== SOURCE DATA

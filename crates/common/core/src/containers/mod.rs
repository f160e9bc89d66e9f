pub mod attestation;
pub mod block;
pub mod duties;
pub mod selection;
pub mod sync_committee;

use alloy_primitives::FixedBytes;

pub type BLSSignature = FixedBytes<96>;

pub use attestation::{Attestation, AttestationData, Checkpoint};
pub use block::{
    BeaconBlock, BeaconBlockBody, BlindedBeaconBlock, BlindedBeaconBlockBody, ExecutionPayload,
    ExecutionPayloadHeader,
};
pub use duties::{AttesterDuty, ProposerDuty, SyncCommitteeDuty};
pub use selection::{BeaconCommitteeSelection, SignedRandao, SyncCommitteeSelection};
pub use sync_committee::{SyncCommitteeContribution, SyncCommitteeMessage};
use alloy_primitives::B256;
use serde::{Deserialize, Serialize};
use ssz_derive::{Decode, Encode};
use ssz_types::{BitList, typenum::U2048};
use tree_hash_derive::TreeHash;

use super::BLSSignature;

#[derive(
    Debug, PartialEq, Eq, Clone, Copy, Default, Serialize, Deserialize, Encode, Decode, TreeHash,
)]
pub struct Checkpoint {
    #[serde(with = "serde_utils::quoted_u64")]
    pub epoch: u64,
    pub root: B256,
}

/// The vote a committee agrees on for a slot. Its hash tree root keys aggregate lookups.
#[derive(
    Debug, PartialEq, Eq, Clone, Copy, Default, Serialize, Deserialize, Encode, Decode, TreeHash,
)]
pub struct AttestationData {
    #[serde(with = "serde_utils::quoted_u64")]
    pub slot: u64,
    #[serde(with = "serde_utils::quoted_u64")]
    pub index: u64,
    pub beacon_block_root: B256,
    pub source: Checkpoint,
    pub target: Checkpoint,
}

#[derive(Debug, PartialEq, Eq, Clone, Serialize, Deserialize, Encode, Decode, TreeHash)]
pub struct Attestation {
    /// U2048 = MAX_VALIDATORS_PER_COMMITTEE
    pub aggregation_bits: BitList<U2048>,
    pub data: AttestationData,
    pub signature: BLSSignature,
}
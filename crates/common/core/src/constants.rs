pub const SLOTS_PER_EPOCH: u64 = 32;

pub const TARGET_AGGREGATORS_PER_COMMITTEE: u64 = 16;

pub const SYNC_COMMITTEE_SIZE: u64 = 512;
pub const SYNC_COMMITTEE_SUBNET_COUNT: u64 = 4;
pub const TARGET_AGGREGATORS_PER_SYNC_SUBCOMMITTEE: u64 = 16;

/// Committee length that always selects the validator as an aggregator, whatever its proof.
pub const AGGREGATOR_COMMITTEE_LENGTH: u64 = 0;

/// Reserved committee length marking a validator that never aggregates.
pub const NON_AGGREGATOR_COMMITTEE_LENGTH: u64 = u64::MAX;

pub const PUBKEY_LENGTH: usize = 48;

====
== SOURCE DATA

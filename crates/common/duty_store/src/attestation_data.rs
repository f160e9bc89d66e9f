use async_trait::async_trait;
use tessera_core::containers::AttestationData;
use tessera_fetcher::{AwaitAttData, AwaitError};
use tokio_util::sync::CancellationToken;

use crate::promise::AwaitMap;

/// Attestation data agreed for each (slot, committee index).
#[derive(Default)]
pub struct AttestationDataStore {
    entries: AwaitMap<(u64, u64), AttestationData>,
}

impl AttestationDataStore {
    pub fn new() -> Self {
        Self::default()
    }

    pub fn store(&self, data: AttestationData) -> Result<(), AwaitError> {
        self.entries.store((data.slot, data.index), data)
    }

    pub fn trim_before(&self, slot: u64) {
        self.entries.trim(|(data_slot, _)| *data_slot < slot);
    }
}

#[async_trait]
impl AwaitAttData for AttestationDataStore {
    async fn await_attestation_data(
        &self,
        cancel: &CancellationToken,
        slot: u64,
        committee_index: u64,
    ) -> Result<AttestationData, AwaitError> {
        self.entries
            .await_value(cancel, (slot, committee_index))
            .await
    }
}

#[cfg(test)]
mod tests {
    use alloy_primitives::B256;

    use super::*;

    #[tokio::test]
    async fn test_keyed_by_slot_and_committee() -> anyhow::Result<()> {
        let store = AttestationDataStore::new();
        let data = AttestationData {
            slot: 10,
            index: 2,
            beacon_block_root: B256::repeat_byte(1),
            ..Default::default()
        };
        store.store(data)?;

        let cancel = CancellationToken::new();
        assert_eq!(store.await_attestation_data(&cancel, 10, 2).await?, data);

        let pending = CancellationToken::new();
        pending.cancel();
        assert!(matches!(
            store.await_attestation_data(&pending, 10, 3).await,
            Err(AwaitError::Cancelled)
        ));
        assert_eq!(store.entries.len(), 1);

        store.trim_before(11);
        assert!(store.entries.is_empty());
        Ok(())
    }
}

====

AIM OF THE EXERCISE :: Whenever a line in the records contains the word "AwaitMap", copy that line.

SOLUTION TO THE EXERCISE ::
use crate::promise::AwaitMap;
    entries: AwaitMap<(u64, u64), AttestationData>,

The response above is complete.